In January that year, Xi had for the first time called for 'exploring a 'two systems' solution to the Taiwan question' and to 'enrich efforts towards peaceful reunification'.
Although Beijing has remained tight-lipped over its preferred timeline for reunification and ideas about the governance structure of the island, mainland China's academic world is studying different options.
A review of titles and abstracts of papers in the four journals finds that at least 42 published since 2019 specifically address the topic – a sharp increase on the six papers on the topic published between 2013 and 2018. It is not clear what the exact reason is behind the increase.
The papers, accessible on mainland China's largest academic research database CNKI, are from four key journals run by leading government-backed think tanks, which may hint at Beijing's focus and possible pathways on the Taiwan issue.
They include Taiwan Studies, a bimonthly journal put out by the mainland's most important Taiwan-related think tank, the Beijing-based Institute of Taiwan Studies under the Chinese Academy of Social Sciences.
The other three are: Cross-Taiwan Strait Studies under the Shanghai Institute for Taiwan Studies; the Taiwan Research Journal under the Taiwan Research Centre of Xiamen University in Fujian province; and Studies on Fujian-Taiwan Relations under the Fujian Institute of Governance.
Beyond the select journals, the overall number of papers featuring the search phrase 'two-system solution to Taiwan', a term that is also mentioned by top leaders, saw a moderate peak in 2020, followed by a notable surge between 2022 and 2023, according to a summary of data available on CNKI.
It is believed that mainland scholars also make policy recommendations through channels and publications not accessible to the public, including on the Taiwan issue. But it is not possible to assess those internal discussions.
One common suggestion seen in the papers reviewed is that the governance framework for Taiwan should draw, to some extent, on lessons from the Hong Kong model. Another key argument is that the level of autonomy granted should still provide the central government with sufficient flexibility to intervene when necessary.
In academic writing on the mainland, there has been discussion of a greater number of Taiwanese delegates joining the National People's Congress, the country's top legislature, to articulate local interests.
Several scholars advocated for local governance to be led by patriots, echoing the approach implemented in Hong Kong. One study suggested 'Taiwan-style socialism' could be adopted as the island needed to 'quickly align with the mainland system' to avoid problems caused by their differences.

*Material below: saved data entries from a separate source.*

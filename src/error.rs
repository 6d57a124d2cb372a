//! Crate-level error types for quiz chain runs
//!
//! Collaborator boundaries (page fetch, solvers, submission) own narrower error
//! enums. `QuizError` aggregates the ones that can end a chain run and maps each
//! to a [`Termination`] so callers can tell a stall from a ceiling or a fetch
//! failure without string matching.

use crate::chain::Termination;
use crate::config::ConfigError;
use crate::fetch::FetchError;
use crate::llm::provider::LlmError;
use once_cell::sync::Lazy;
use regex::Regex;
use thiserror::Error;

/// Main error type for quiz chain operations
#[derive(Debug, Error)]
pub enum QuizError {
    #[error("Access denied: {message}")]
    AccessDenied { message: String },

    #[error("Failed to fetch page {url}: {source}")]
    PageFetch {
        url: String,
        #[source]
        source: FetchError,
    },

    #[error("Chain stalled at {url}: {reason}")]
    ChainStalled { url: String, reason: String },

    #[error("Invalid input: {message}")]
    InvalidInput { message: String },

    #[error("Attempt ceiling reached: {attempts} attempts without completing the chain")]
    AttemptCeilingReached { attempts: u32 },

    #[error("Configuration error: {0}")]
    Config(#[from] ConfigError),

    #[error("LLM provider error: {0}")]
    Llm(#[from] LlmError),

    #[error("Internal error: {message}")]
    Internal { message: String },
}

impl QuizError {
    /// Create access denied error
    pub fn access_denied<S: Into<String>>(message: S) -> Self {
        Self::AccessDenied {
            message: message.into(),
        }
    }

    /// Create page fetch error for the given URL
    pub fn page_fetch<S: Into<String>>(url: S, source: FetchError) -> Self {
        Self::PageFetch {
            url: url.into(),
            source,
        }
    }

    /// Create chain stalled error
    pub fn chain_stalled<U: Into<String>, R: Into<String>>(url: U, reason: R) -> Self {
        Self::ChainStalled {
            url: url.into(),
            reason: reason.into(),
        }
    }

    /// Create invalid input error
    pub fn invalid_input<S: Into<String>>(message: S) -> Self {
        Self::InvalidInput {
            message: message.into(),
        }
    }

    /// Create attempt ceiling error
    pub fn attempt_ceiling(attempts: u32) -> Self {
        Self::AttemptCeilingReached { attempts }
    }

    /// Create internal error
    pub fn internal_error<S: Into<String>>(message: S) -> Self {
        Self::Internal {
            message: message.into(),
        }
    }

    /// How a chain run ended when it ended with this error
    pub fn termination(&self) -> Termination {
        match self {
            QuizError::AccessDenied { .. } => Termination::AccessDenied,
            QuizError::PageFetch { .. } => Termination::FetchFailed,
            QuizError::ChainStalled { .. } => Termination::Stalled,
            QuizError::InvalidInput { .. } => Termination::InvalidInput,
            QuizError::AttemptCeilingReached { .. } => Termination::AttemptCeiling,
            QuizError::Config(_) | QuizError::Llm(_) | QuizError::Internal { .. } => {
                Termination::Internal
            }
        }
    }

    /// Message safe to hand back to the caller of a chain run
    pub fn public_message(&self) -> String {
        sanitize_error_message(&self.to_string())
    }
}

static SECRET_PATTERN: Lazy<Regex> = Lazy::new(|| {
    Regex::new(r"(?i)(password|token|key|secret)[=:]\s*\S+").expect("valid secret pattern")
});

static SENSITIVE_PATH_PATTERN: Lazy<Regex> = Lazy::new(|| {
    Regex::new(r"/[a-zA-Z0-9._/-]+/(secrets?|\.ssh|\.aws|\.config)/[a-zA-Z0-9._/-]+")
        .expect("valid path pattern")
});

const MAX_MESSAGE_LEN: usize = 500;

/// Redact credential-looking values and truncate to 500 bytes
pub fn sanitize_error_message(message: &str) -> String {
    let mut sanitized = SECRET_PATTERN
        .replace_all(message, "${1}=***")
        .to_string();

    sanitized = SENSITIVE_PATH_PATTERN
        .replace_all(&sanitized, "/***REDACTED***/")
        .to_string();

    if sanitized.len() > MAX_MESSAGE_LEN {
        let truncate_suffix = "...[truncated]";
        let mut cut = MAX_MESSAGE_LEN - truncate_suffix.len();
        while !sanitized.is_char_boundary(cut) {
            cut -= 1;
        }
        sanitized = format!("{}{}", &sanitized[..cut], truncate_suffix);
    }

    sanitized
}

/// Result type for quiz chain operations
pub type QuizResult<T> = Result<T, QuizError>;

Similar discussions on governance have been raised on some other platforms on the mainland, and also in Taiwan.
In August last year, the mainland Chinese research institute the Cross-Strait Institute of Urban Planning at Xiamen University proposed that Beijing establish a 'shadow government', saying it was 'imperative to prepare a plan for the comprehensive takeover of Taiwan after reunification'.
In March, Peking University scholar Li Yuhu, who is also a deputy to the national legislature, warned that Taiwan might lose the high degree of autonomy previously on offer if it had to be reunited with the mainland by force.
'If Taiwan moves towards separation or resists reunification, and the mainland government still needs to complete reunification, the arrangement may be downgraded, even to the level of Taiwan province,' he said.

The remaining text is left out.